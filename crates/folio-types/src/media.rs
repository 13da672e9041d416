use std::fmt;

use bytes::Bytes;
use serde::{Deserialize, Serialize};

/// Declared media type stored on records that carry no attachment.
pub const NO_MEDIA: &str = "none";

/// Classification of a project's attached media.
///
/// Derived once from the declared media type at creation time.
#[derive(Clone, Copy, Debug, PartialEq, Eq, Hash, Serialize, Deserialize)]
#[serde(rename_all = "kebab-case")]
pub enum MediaKind {
    None,
    Image,
    Video,
    OtherBinary,
}

impl MediaKind {
    /// Classify a declared media type such as `image/png`.
    ///
    /// An empty type or [`NO_MEDIA`] means no attachment; any other type that
    /// is neither `image/*` nor `video/*` is [`MediaKind::OtherBinary`].
    /// Matching ignores ASCII case.
    pub fn from_media_type(media_type: &str) -> Self {
        let media_type = media_type.trim().to_ascii_lowercase();
        if media_type.is_empty() || media_type == NO_MEDIA {
            Self::None
        } else if media_type.starts_with("image/") {
            Self::Image
        } else if media_type.starts_with("video/") {
            Self::Video
        } else {
            Self::OtherBinary
        }
    }

    /// Short label used in listings.
    pub fn as_str(&self) -> &'static str {
        match self {
            Self::None => "none",
            Self::Image => "image",
            Self::Video => "video",
            Self::OtherBinary => "other-binary",
        }
    }

    pub fn is_none(&self) -> bool {
        matches!(self, Self::None)
    }
}

impl fmt::Display for MediaKind {
    fn fmt(&self, f: &mut fmt::Formatter<'_>) -> fmt::Result {
        f.write_str(self.as_str())
    }
}

/// Binary media payload together with its declared type.
#[derive(Clone, PartialEq, Eq)]
pub struct MediaBlob {
    /// Declared media type, e.g. `video/mp4`.
    pub media_type: String,
    /// Raw payload bytes.
    pub data: Bytes,
}

impl MediaBlob {
    pub fn new(media_type: impl Into<String>, data: impl Into<Bytes>) -> Self {
        Self {
            media_type: media_type.into(),
            data: data.into(),
        }
    }

    /// Payload size in bytes.
    pub fn len(&self) -> u64 {
        self.data.len() as u64
    }

    pub fn is_empty(&self) -> bool {
        self.data.is_empty()
    }

    /// Kind derived from the declared type. A blob with an empty or `none`
    /// type still holds bytes, so it classifies as other-binary.
    pub fn kind(&self) -> MediaKind {
        match MediaKind::from_media_type(&self.media_type) {
            MediaKind::None => MediaKind::OtherBinary,
            kind => kind,
        }
    }
}

impl fmt::Debug for MediaBlob {
    fn fmt(&self, f: &mut fmt::Formatter<'_>) -> fmt::Result {
        f.debug_struct("MediaBlob")
            .field("media_type", &self.media_type)
            .field("len", &self.data.len())
            .finish()
    }
}

#[cfg(test)]
mod tests {
    use super::*;

    #[test]
    fn classify_declared_types() {
        assert_eq!(MediaKind::from_media_type("image/png"), MediaKind::Image);
        assert_eq!(MediaKind::from_media_type("video/mp4"), MediaKind::Video);
        assert_eq!(
            MediaKind::from_media_type("application/pdf"),
            MediaKind::OtherBinary
        );
        assert_eq!(MediaKind::from_media_type("none"), MediaKind::None);
        assert_eq!(MediaKind::from_media_type("  "), MediaKind::None);
    }

    #[test]
    fn classification_ignores_case() {
        assert_eq!(MediaKind::from_media_type("IMAGE/PNG"), MediaKind::Image);
        assert_eq!(MediaKind::from_media_type("Video/MP4"), MediaKind::Video);
        assert_eq!(MediaKind::from_media_type("None"), MediaKind::None);
    }

    #[test]
    fn blob_without_type_is_other_binary() {
        let blob = MediaBlob::new("", vec![1, 2, 3]);
        assert_eq!(blob.kind(), MediaKind::OtherBinary);
        assert_eq!(blob.len(), 3);
    }

    #[test]
    fn kind_serializes_kebab_case() {
        let json = serde_json::to_string(&MediaKind::OtherBinary).unwrap();
        assert_eq!(json, "\"other-binary\"");
    }

    #[test]
    fn debug_hides_payload() {
        let blob = MediaBlob::new("image/png", vec![0u8; 64]);
        let debug = format!("{blob:?}");
        assert!(debug.contains("len: 64"));
    }
}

=== What you should do ===
Read through the entries above, and wherever a line holds the string "field", copy it.

=== Solution for this task ===
            .field("media_type", &self.media_type)
            .field("len", &self.data.len())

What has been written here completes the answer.